Former England captain Michael Atherton has questioned the power of the International Cricket Council (ICC). Recently, New Zealand called off their white-ball series against Pakistan due to security reasons. Soon after, England followed the suit and cancelled the scheduled T20I series in Pakistan.
Earlier, India refused to play the fifth Test match against England at Old Trafford in Manchester after a coronavirus outbreak in the camp. However, despite T Natarajan testing positive for COVID-19, the match between Delhi Capitals and Sunrisers Hyderabad went ahead. All these events prompted Atherton to question the ICC.
“At the same time that the players have become more powerful, so some governing bodies have become weaker.
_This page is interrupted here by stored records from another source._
//! Draw annotation boxes over images for visual checks.

use std::fmt;
use std::fs;
use std::path::Path;

use image::{Rgb, RgbImage};
use imageproc::drawing::draw_hollow_rect_mut;
use imageproc::rect::Rect;
use log::{error, info, warn};
use serde::Serialize;

use crate::annotation::{clip_boxes, normalized_to_absolute, read_annotation_file, AbsoluteBox};
use crate::error::CurateError;
use crate::layout::{collect_images, file_stem, label_path_for};

const PALETTE: [[u8; 3]; 10] = [
    [230, 25, 75],
    [60, 180, 75],
    [255, 225, 25],
    [0, 130, 200],
    [245, 130, 48],
    [145, 30, 180],
    [70, 240, 240],
    [240, 50, 230],
    [210, 245, 60],
    [250, 190, 212],
];

/// Stable box colour for a class id.
pub fn class_color(class_id: u32) -> Rgb<u8> {
    Rgb(PALETTE[class_id as usize % PALETTE.len()])
}

#[derive(Clone, Debug, Default, Serialize)]
pub struct OverlayReport {
    pub found: usize,
    pub written: usize,
    pub boxes_drawn: usize,
    pub unreadable: usize,
    pub failed: usize,
}

impl fmt::Display for OverlayReport {
    fn fmt(&self, f: &mut fmt::Formatter<'_>) -> fmt::Result {
        writeln!(
            f,
            "Overlay: {} of {} image(s) written, {} box(es) drawn",
            self.written, self.found, self.boxes_drawn
        )?;
        if self.unreadable + self.failed > 0 {
            writeln!(
                f,
                "  failed: {} (unreadable: {})",
                self.unreadable + self.failed,
                self.unreadable
            )?;
        }
        Ok(())
    }
}

/// Draw `boxes` onto `image` as hollow rectangles `thickness` pixels wide.
pub fn draw_boxes(image: &mut RgbImage, boxes: &[AbsoluteBox], thickness: u32) {
    for b in boxes {
        let color = class_color(b.class_id);
        for inset in 0..thickness as i64 {
            let width = b.width() - 2 * inset;
            let height = b.height() - 2 * inset;
            if width <= 0 || height <= 0 {
                break;
            }
            let rect = Rect::at((b.x1 + inset) as i32, (b.y1 + inset) as i32)
                .of_size(width as u32, height as u32);
            draw_hollow_rect_mut(image, rect, color);
        }
    }
}

/// Render one image with its annotation boxes into `output_dir`.
///
/// Returns the number of boxes drawn.
pub fn overlay_image(
    image_path: &Path,
    labels_dir: &Path,
    output_dir: &Path,
    thickness: u32,
) -> Result<usize, CurateError> {
    let unreadable = |message: String| CurateError::UnreadableImage {
        path: image_path.to_path_buf(),
        message,
    };
    let (Some(file_name), Some(stem)) = (image_path.file_name(), file_stem(image_path)) else {
        return Err(unreadable("file name is not valid UTF-8".to_string()));
    };

    let mut image = image::open(image_path)
        .map_err(|err| unreadable(err.to_string()))?
        .to_rgb8();
    let (width, height) = image.dimensions();

    let boxes: Vec<AbsoluteBox> = read_annotation_file(&label_path_for(labels_dir, &stem))?
        .iter()
        .map(|record| normalized_to_absolute(record, width, height))
        .collect();
    let boxes = clip_boxes(&boxes, width, height);
    draw_boxes(&mut image, &boxes, thickness);

    let out_path = output_dir.join(file_name);
    image
        .save(&out_path)
        .map_err(|source| CurateError::ImageWrite {
            path: out_path.clone(),
            source,
        })?;
    Ok(boxes.len())
}

/// Render every image in `images_dir`.
pub fn overlay_directory(
    images_dir: &Path,
    labels_dir: &Path,
    output_dir: &Path,
    thickness: u32,
) -> Result<OverlayReport, CurateError> {
    fs::create_dir_all(output_dir)?;
    let images = collect_images(images_dir)?;
    info!(
        "Visualizing {} image(s) from {}",
        images.len(),
        images_dir.display()
    );

    let mut report = OverlayReport {
        found: images.len(),
        ..Default::default()
    };

    for image in images {
        match overlay_image(&image, labels_dir, output_dir, thickness) {
            Ok(boxes) => {
                report.written += 1;
                report.boxes_drawn += boxes;
            }
            Err(err @ CurateError::UnreadableImage { .. }) => {
                warn!("{err}; skipping");
                report.unreadable += 1;
            }
            Err(err) => {
                error!("Failed to render {}: {err}", image.display());
                report.failed += 1;
            }
        }
    }

    Ok(report)
}

#[cfg(test)]
mod tests {
    use super::*;

    #[test]
    fn colors_are_stable_per_class() {
        assert_eq!(class_color(3), class_color(13));
        assert_ne!(class_color(0), class_color(1));
    }

    #[test]
    fn draws_box_outline_with_thickness() {
        let mut image = RgbImage::new(20, 20);
        draw_boxes(&mut image, &[AbsoluteBox::new(2, 2, 12, 12, 0)], 2);
        let color = class_color(0);
        assert_eq!(*image.get_pixel(2, 2), color);
        assert_eq!(*image.get_pixel(3, 3), color);
        assert_eq!(*image.get_pixel(7, 7), Rgb([0, 0, 0]));
    }

    #[test]
    fn overlay_directory_writes_rendered_images() {
        let temp = tempfile::tempdir().expect("create temp dir");
        let images = temp.path().join("images");
        let labels = temp.path().join("labels");
        fs::create_dir_all(&images).expect("create images");
        fs::create_dir_all(&labels).expect("create labels");
        RgbImage::new(40, 40)
            .save(images.join("a.png"))
            .expect("write image");
        fs::write(labels.join("a.txt"), "1 0.5 0.5 0.5 0.5\n").expect("write label");
        fs::write(images.join("bad.jpg"), b"junk").expect("write junk");

        let out = temp.path().join("vis");
        let report = overlay_directory(&images, &labels, &out, 1).expect("overlay");
        assert_eq!(report.written, 1);
        assert_eq!(report.boxes_drawn, 1);
        assert_eq!(report.unreadable, 1);

        let rendered = image::open(out.join("a.png")).expect("open").to_rgb8();
        assert_eq!(*rendered.get_pixel(10, 10), class_color(1));
    }
}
The ICC, the game’s supposedly ultimate powerbroker, has been reduced to an events-organising company,” Atherton wrote in his latest column for thetimes.co.uk.
“It runs its properties well — World Cups, World Test Championships, and the like — but has little standing where the game’s moral issues are concerned and little influence over the game’s direction. The ICC has had an acting chief executive since July,” the veteran stated.
According to Atherton, money and franchise, T20 leagues have made the players more powerful than the institutions.
“Two factors have made the players far more powerful than previously. The first is money, and the way it is distributed, and the second is opportunity. Greater opportunity outside of international cricket, through franchised T20 leagues, means the players hold the whip hand.
“Bizarrely, the ECB has allowed a situation where it, as the employer, has washed its hands of its contracted players for two months of the year during the Indian Premier League (which became longer than two months this year, with players unavailable for the New Zealand series because of it),” Atherton added.